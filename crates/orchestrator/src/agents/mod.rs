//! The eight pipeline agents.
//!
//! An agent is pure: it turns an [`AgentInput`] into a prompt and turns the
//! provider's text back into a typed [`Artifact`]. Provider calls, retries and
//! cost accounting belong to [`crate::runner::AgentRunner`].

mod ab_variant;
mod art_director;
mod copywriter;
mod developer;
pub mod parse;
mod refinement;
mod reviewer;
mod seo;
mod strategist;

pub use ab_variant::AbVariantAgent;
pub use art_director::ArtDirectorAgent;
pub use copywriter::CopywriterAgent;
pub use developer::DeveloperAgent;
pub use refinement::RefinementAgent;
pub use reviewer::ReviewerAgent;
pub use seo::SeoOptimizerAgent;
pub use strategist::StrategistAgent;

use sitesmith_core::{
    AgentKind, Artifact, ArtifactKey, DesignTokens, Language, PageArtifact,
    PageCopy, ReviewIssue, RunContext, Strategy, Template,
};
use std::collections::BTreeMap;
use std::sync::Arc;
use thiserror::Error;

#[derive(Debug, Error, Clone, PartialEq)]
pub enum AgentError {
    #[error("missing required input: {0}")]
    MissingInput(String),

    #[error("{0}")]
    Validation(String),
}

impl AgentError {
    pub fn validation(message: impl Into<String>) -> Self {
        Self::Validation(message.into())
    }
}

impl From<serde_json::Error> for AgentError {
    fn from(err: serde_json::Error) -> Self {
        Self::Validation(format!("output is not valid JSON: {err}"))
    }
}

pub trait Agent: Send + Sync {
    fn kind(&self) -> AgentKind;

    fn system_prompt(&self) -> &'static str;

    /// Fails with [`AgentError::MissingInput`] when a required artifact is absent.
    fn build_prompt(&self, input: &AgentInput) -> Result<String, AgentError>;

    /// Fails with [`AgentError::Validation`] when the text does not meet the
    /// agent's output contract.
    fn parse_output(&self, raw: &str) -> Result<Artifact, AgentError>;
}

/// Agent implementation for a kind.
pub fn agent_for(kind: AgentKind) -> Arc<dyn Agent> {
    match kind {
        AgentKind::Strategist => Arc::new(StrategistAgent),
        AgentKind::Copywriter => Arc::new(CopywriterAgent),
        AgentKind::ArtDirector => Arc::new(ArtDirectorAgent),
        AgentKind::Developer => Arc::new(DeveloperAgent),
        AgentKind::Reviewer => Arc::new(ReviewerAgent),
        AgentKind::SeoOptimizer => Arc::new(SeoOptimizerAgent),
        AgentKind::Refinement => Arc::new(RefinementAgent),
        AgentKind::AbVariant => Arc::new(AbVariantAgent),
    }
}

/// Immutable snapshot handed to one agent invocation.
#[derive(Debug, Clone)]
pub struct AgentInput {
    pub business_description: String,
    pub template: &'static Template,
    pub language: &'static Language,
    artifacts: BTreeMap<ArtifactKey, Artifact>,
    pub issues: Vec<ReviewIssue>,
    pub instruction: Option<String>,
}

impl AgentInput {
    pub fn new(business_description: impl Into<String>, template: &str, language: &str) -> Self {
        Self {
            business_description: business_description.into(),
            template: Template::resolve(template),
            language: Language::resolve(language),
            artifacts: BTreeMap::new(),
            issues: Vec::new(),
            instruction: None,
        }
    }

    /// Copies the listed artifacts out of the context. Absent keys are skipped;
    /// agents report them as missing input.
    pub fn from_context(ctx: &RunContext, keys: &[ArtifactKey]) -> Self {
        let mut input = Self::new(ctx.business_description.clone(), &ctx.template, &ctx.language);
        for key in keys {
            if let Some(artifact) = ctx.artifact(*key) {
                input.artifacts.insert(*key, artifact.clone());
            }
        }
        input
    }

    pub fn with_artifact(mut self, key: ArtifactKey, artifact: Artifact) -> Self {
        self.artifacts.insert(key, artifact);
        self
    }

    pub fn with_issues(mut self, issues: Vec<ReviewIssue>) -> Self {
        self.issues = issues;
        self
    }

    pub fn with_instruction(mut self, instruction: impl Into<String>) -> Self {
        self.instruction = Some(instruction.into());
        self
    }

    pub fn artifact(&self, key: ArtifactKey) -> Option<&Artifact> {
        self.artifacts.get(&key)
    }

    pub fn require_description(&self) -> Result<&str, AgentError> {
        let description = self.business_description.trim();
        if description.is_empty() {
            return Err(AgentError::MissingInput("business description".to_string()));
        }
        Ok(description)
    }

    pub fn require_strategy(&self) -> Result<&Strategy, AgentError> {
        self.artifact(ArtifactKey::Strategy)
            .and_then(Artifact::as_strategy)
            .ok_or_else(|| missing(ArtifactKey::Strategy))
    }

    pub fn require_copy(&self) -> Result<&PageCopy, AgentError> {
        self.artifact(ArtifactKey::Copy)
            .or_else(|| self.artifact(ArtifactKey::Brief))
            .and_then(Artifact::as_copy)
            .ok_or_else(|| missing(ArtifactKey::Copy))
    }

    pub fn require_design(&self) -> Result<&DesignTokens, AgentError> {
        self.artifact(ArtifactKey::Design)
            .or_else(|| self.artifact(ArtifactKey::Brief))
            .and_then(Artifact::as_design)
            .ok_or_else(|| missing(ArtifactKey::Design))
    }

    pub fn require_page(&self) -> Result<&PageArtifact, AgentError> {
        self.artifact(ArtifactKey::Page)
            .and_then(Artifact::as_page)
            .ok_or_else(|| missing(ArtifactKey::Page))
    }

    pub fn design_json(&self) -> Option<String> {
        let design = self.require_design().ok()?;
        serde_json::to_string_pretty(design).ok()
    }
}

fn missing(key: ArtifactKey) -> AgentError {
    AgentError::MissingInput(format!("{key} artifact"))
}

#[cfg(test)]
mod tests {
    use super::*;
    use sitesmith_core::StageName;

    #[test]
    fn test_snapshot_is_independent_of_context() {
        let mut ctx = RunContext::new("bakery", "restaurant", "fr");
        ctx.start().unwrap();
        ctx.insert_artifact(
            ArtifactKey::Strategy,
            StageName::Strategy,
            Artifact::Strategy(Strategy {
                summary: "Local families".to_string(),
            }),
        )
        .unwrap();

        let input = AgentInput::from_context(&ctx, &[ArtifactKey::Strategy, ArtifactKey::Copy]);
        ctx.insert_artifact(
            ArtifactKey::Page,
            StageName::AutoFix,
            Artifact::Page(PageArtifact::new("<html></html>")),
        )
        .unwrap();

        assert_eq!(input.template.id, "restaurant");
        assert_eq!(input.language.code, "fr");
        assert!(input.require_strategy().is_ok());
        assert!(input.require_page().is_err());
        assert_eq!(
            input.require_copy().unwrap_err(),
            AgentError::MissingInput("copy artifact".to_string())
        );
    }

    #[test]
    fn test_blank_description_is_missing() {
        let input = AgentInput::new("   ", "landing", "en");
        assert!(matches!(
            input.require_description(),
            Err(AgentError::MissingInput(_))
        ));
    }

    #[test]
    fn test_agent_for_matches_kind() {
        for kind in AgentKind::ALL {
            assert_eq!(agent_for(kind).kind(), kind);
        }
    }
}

# # # #

• WHAT TO PRODUCE: Which lines in the records above contain the string "DesignTokens"? Copy them.

• PROBLEM SOLUTION:
    AgentKind, Artifact, ArtifactKey, DesignTokens, Language, PageArtifact,
    pub fn require_design(&self) -> Result<&DesignTokens, AgentError> {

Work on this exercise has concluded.